There is NO difference between the two groups(=no effect)	Null Hypothesis (H₀)(e.g.: RR=1)
There is a difference between the two groups(=there is an effect)	Alternative Hypothesis (H1)(e.g.: RR=3.6)

When you perform a test of statistical significance you usually reject or do not reject the Null Hypothesis (H₀).

Gastroenteritis outbreak in Karachi

Null hypothesis (H0): “There is no association between consumption of green pickles and gastroenteritis.”
Alternative hypothesis (H1): “There is an association between consumption of green pickles and gastroenteritis.”

Hypothesis testing and null hypothesis

Tests of statistical significance are applied. If:

Data not consistent with H₀:

– H₀ can be rejected in favour of some alternative hypothesis H₁ (the objective of our study).

Data are consistent with the H₀:

– H₀cannot be rejected

You cannot say that the H₀ is true. You can only decide to reject it or not reject it.

How to decide when to reject the null hypothesis?

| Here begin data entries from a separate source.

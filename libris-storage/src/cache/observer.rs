//! Long-lived views onto one query key at a time.
//!
//! A [`QueryObserver`] keeps its current key alive in the cache: while it
//! points at a key, garbage collection leaves that entry alone. Switching
//! keys or dropping the observer releases the previous one.

use libris_core::{LibrisResult, QueryKey};

use super::client::QueryClient;
use super::descriptor::QueryDescriptor;
use super::freshness::{QueryResult, QueryStatus};
use super::traits::Cacheable;

type InitialData<'a, T> = Box<dyn Fn() -> Option<T> + 'a>;
type PlaceholderData<'a, T> = Box<dyn Fn(Option<&T>, Option<&QueryKey>) -> Option<T> + 'a>;

/// Per-read options for [`QueryObserver::observe`].
pub struct ObserveOptions<'a, T> {
    /// Seeds a key that holds no data yet. Seeded data is shown at once but
    /// treated as stale.
    pub initial_data: Option<InitialData<'a, T>>,
    /// Shown while the key has no data of its own. Receives the last data
    /// this observer saw and the key it was stored under.
    pub placeholder_data: Option<PlaceholderData<'a, T>>,
}

impl<T> Default for ObserveOptions<'_, T> {
    fn default() -> Self {
        Self {
            initial_data: None,
            placeholder_data: None,
        }
    }
}

impl<'a, T> ObserveOptions<'a, T> {
    pub fn new() -> Self {
        Self::default()
    }

    pub fn with_initial_data<F>(mut self, f: F) -> Self
    where
        F: Fn() -> Option<T> + 'a,
    {
        self.initial_data = Some(Box::new(f));
        self
    }

    pub fn with_placeholder_data<F>(mut self, f: F) -> Self
    where
        F: Fn(Option<&T>, Option<&QueryKey>) -> Option<T> + 'a,
    {
        self.placeholder_data = Some(Box::new(f));
        self
    }

    /// Keep showing the previous key's data while the new key loads.
    pub fn keep_previous_data(self) -> Self
    where
        T: Clone,
    {
        self.with_placeholder_data(|previous: Option<&T>, _: Option<&QueryKey>| previous.cloned())
    }
}

/// Subscription to one key of the cache at a time.
pub struct QueryObserver<T: Cacheable> {
    client: QueryClient,
    key: Option<QueryKey>,
    last: Option<(QueryKey, T)>,
}

impl<T: Cacheable> QueryObserver<T> {
    pub fn new(client: QueryClient) -> Self {
        Self {
            client,
            key: None,
            last: None,
        }
    }

    /// The key this observer currently holds, if any.
    pub fn key(&self) -> Option<&QueryKey> {
        self.key.as_ref()
    }

    /// Point the observer at `desc` and return the current snapshot.
    ///
    /// Starts a background fetch when needed; the result reflects the state
    /// right after that decision.
    pub fn observe(
        &mut self,
        desc: &QueryDescriptor<T>,
        options: &ObserveOptions<'_, T>,
    ) -> LibrisResult<QueryResult<T>> {
        let attaching = self.key.as_ref() != Some(desc.key());
        if attaching {
            self.client.retain(desc.key());
            if let Some(previous) = self.key.replace(desc.key().clone()) {
                self.client.release(&previous);
            }
        }

        let mut result = self
            .client
            .observe(desc, options.initial_data.as_deref(), attaching)?;

        if let Some(data) = &result.data {
            self.last = Some((desc.key().clone(), data.clone()));
        } else if result.status == QueryStatus::Pending {
            let (previous_key, previous) = match &self.last {
                Some((key, data)) => (Some(key), Some(data)),
                None => (None, None),
            };
            let placeholder = options
                .placeholder_data
                .as_ref()
                .and_then(|placeholder| placeholder(previous, previous_key));
            if let Some(data) = placeholder {
                result.data = Some(data);
                result.status = QueryStatus::Success;
                result.is_placeholder_data = true;
            }
        }

        Ok(result)
    }

    /// Let go of the current key without dropping the observer.
    pub fn detach(&mut self) {
        if let Some(key) = self.key.take() {
            self.client.release(&key);
        }
    }
}

impl<T: Cacheable> Drop for QueryObserver<T> {
    fn drop(&mut self) {
        self.detach();
    }
}

#[cfg(test)]
mod tests {
    use super::*;
    use crate::cache::CacheEvent;
    use libris_core::{BookId, CatalogError, LibrisError, SearchPage, SearchResult};
    use std::sync::atomic::{AtomicUsize, Ordering};
    use std::sync::Arc;
    use tokio::sync::Notify;

    fn page(filter: &str, titles: &[&str]) -> SearchPage {
        SearchPage {
            num_found: titles.len() as u64,
            start: Some(0),
            filter: filter.to_string(),
            docs: titles
                .iter()
                .enumerate()
                .map(|(i, title)| SearchResult {
                    id: BookId::new(format!("/works/OL{i}W")),
                    title: title.to_string(),
                    author_name: None,
                    author_id: None,
                    cover_id: None,
                    publish_year: None,
                })
                .collect(),
        }
    }

    fn gated_list(filter: &str, page_no: u32, gate: Arc<Notify>) -> QueryDescriptor<SearchPage> {
        let filter = filter.to_string();
        let key = QueryKey::book_list(filter.clone(), page_no);
        QueryDescriptor::new(key, move || {
            let gate = Arc::clone(&gate);
            let filter = filter.clone();
            async move {
                gate.notified().await;
                Ok(page(&filter, &["fetched"]))
            }
        })
    }

    #[tokio::test]
    async fn test_observer_holds_and_releases_key() {
        let client = QueryClient::with_defaults();
        let first = QueryKey::book_list("dune", 1);
        let second = QueryKey::book_list("dune", 2);
        client.set_query_data(first.clone(), page("dune", &["a"])).unwrap();
        client.set_query_data(second.clone(), page("dune", &["b"])).unwrap();

        let mut observer = QueryObserver::<SearchPage>::new(client.clone());
        observer
            .observe(&QueryDescriptor::disabled(first.clone()), &ObserveOptions::new())
            .unwrap();
        assert_eq!(client.observer_count(&first), 1);

        observer
            .observe(&QueryDescriptor::disabled(second.clone()), &ObserveOptions::new())
            .unwrap();
        assert_eq!(client.observer_count(&first), 0);
        assert_eq!(client.observer_count(&second), 1);

        drop(observer);
        assert_eq!(client.observer_count(&second), 0);
    }

    #[tokio::test]
    async fn test_previous_page_is_kept_as_placeholder() {
        let client = QueryClient::with_defaults();
        let first = QueryKey::book_list("dune", 1);
        client
            .set_query_data(first.clone(), page("dune", &["page one"]))
            .unwrap();

        let mut observer = QueryObserver::<SearchPage>::new(client.clone());
        let options = ObserveOptions::new().keep_previous_data();
        let shown = observer
            .observe(&QueryDescriptor::disabled(first), &options)
            .unwrap();
        assert!(!shown.is_placeholder_data);

        let gate = Arc::new(Notify::new());
        let next = gated_list("dune", 2, Arc::clone(&gate));
        let loading = observer.observe(&next, &options).unwrap();
        assert!(loading.is_placeholder_data);
        assert!(loading.is_success());
        assert!(loading.is_fetching());
        assert_eq!(loading.data.unwrap().docs[0].title, "page one");

        let mut events = client.subscribe_events();
        gate.notify_one();
        assert_eq!(events.recv().await.unwrap(), CacheEvent::Updated(next.key().clone()));

        let loaded = observer.observe(&next, &options).unwrap();
        assert!(!loaded.is_placeholder_data);
        assert_eq!(loaded.data.unwrap().docs[0].title, "fetched");
    }

    #[tokio::test]
    async fn test_placeholder_can_reject_previous_key() {
        let client = QueryClient::with_defaults();
        let first = QueryKey::book_list("dune", 1);
        client
            .set_query_data(first.clone(), page("dune", &["dune one"]))
            .unwrap();

        let same_filter = |filter: &'static str| {
            ObserveOptions::new().with_placeholder_data(
                move |previous: Option<&SearchPage>, key: Option<&QueryKey>| {
                    let params = key.and_then(QueryKey::list_params)?;
                    (params.filter == filter).then(|| previous.cloned()).flatten()
                },
            )
        };

        let mut observer = QueryObserver::<SearchPage>::new(client);
        observer
            .observe(&QueryDescriptor::disabled(first), &same_filter("dune"))
            .unwrap();

        let gate = Arc::new(Notify::new());
        let other = gated_list("foundation", 1, gate);
        let result = observer.observe(&other, &same_filter("foundation")).unwrap();
        assert!(result.is_pending());
        assert!(result.data.is_none());
        assert!(!result.is_placeholder_data);
    }

    #[tokio::test]
    async fn test_no_placeholder_without_previous_data() {
        let client = QueryClient::with_defaults();
        let gate = Arc::new(Notify::new());
        let desc = gated_list("dune", 1, gate);

        let mut observer = QueryObserver::<SearchPage>::new(client);
        let result = observer
            .observe(&desc, &ObserveOptions::new().keep_previous_data())
            .unwrap();
        assert!(result.is_pending());
        assert!(result.data.is_none());
        assert!(!result.is_placeholder_data);
    }

    #[tokio::test]
    async fn test_observer_seeds_unseen_key_from_initial_data() {
        let client = QueryClient::with_defaults();
        let gate = Arc::new(Notify::new());
        let desc = gated_list("dune", 1, Arc::clone(&gate));

        let mut observer = QueryObserver::<SearchPage>::new(client.clone());
        let options = ObserveOptions::new().with_initial_data(|| Some(page("dune", &["seed"])));
        let seeded = observer.observe(&desc, &options).unwrap();
        assert!(seeded.is_success());
        assert!(seeded.is_fetching());
        assert!(!seeded.is_placeholder_data);
        assert_eq!(seeded.data.unwrap().docs[0].title, "seed");
        assert_eq!(client.observer_count(desc.key()), 1);

        let mut events = client.subscribe_events();
        gate.notify_one();
        assert_eq!(events.recv().await.unwrap(), CacheEvent::Updated(desc.key().clone()));
        let loaded = observer.observe(&desc, &options).unwrap();
        assert_eq!(loaded.data.unwrap().docs[0].title, "fetched");
    }

    #[tokio::test]
    async fn test_errored_key_retries_when_observer_reattaches() {
        let client = QueryClient::with_defaults();
        let calls = Arc::new(AtomicUsize::new(0));
        let key = QueryKey::book_list("dune", 1);
        let desc = {
            let calls = Arc::clone(&calls);
            QueryDescriptor::new(key.clone(), move || {
                let attempt = calls.fetch_add(1, Ordering::SeqCst);
                async move {
                    if attempt == 0 {
                        Err(LibrisError::from(CatalogError::Status {
                            status: 503,
                            url: "https://openlibrary.org/search.json".to_string(),
                        }))
                    } else {
                        Ok(page("dune", &["recovered"]))
                    }
                }
            })
        };
        let options = ObserveOptions::new();
        let mut events = client.subscribe_events();

        let mut observer = QueryObserver::<SearchPage>::new(client.clone());
        observer.observe(&desc, &options).unwrap();
        assert_eq!(events.recv().await.unwrap(), CacheEvent::Updated(key.clone()));
        assert!(observer.observe(&desc, &options).unwrap().is_error());
        assert!(observer.observe(&desc, &options).unwrap().is_error());
        assert_eq!(calls.load(Ordering::SeqCst), 1);

        observer.detach();
        let retrying = observer.observe(&desc, &options).unwrap();
        assert!(retrying.is_pending());
        assert!(retrying.is_fetching());
        assert_eq!(events.recv().await.unwrap(), CacheEvent::Updated(key.clone()));

        let loaded = observer.observe(&desc, &options).unwrap();
        assert!(loaded.is_success());
        assert_eq!(loaded.data.unwrap().docs[0].title, "recovered");
        assert_eq!(calls.load(Ordering::SeqCst), 2);
    }

    #[tokio::test]
    async fn test_disabled_key_shows_empty_state() {
        let client = QueryClient::with_defaults();
        let mut observer = QueryObserver::<SearchPage>::new(client.clone());
        let result = observer
            .observe(
                &QueryDescriptor::disabled(QueryKey::book_list("", 1)),
                &ObserveOptions::new(),
            )
            .unwrap();
        assert!(result.is_pending());
        assert!(!result.is_fetching());
        assert_eq!(client.stats().unwrap().fetches, 0);
    }
}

H₀ is rejected using reported p value.

p-value is the probability that our result (e.g. a difference between proportions or a RR) or more extreme values could be observed under the null hypothesis.

p values – practicalities

If p value is small, it indicates low degree of compatibility between H₀ and the observed data, you reject H₀, the test is significant.

If p value is large, there is high degree of compatibility between H₀ and the observed data, you don’t reject H₀, the test is not significant.

We can never reduce to zero the probability that our result was not observed by chance alone.

Levels of significance – practicalities

p value > 0.05 = H₀ non rejected (non significant)

p value ≤ 0.05 = H₀ rejected (significant)

BUT:

Give always the exact p-value rather than significant vs non-significant.

Examples from the literature

”The limit for statistical significance was set at p=0.05.”
”There was a strong relationship (p<0.001).”
”…, but it did not reach statistical significance (ns).’
’The relationship was statistically significant (p=0.0361)’

P value cut off of 0.05 is an agreed convention, not an absolute truth.

”Surely, God loves the 0.06 nearly as much as the 0.05” (Rosnow and Rosenthal, 1991)

p = 0.05 and its errors

p value is used for decision making but still there are 2 possible errors:

Type I or alpha error

H₀ should not be rejected, but it was rejected :

Type II or beta error

H₀ should be rejected, but it was not rejected :

Keep in mind that committing a Type I error OR a Type II error can be VERY bad depending on the problem.

Probability of Type I error:

– Value of α is determined in advance of the test

– The significance level is the level of α error that we would accept (usually 0.05)

Probability of Type II error:

– Value of β depends on the size of effect (e.g. RR, OR) and sample size

– 1-β: Statistical power of a study to detect an effect on a specified size (e.g. 0.80)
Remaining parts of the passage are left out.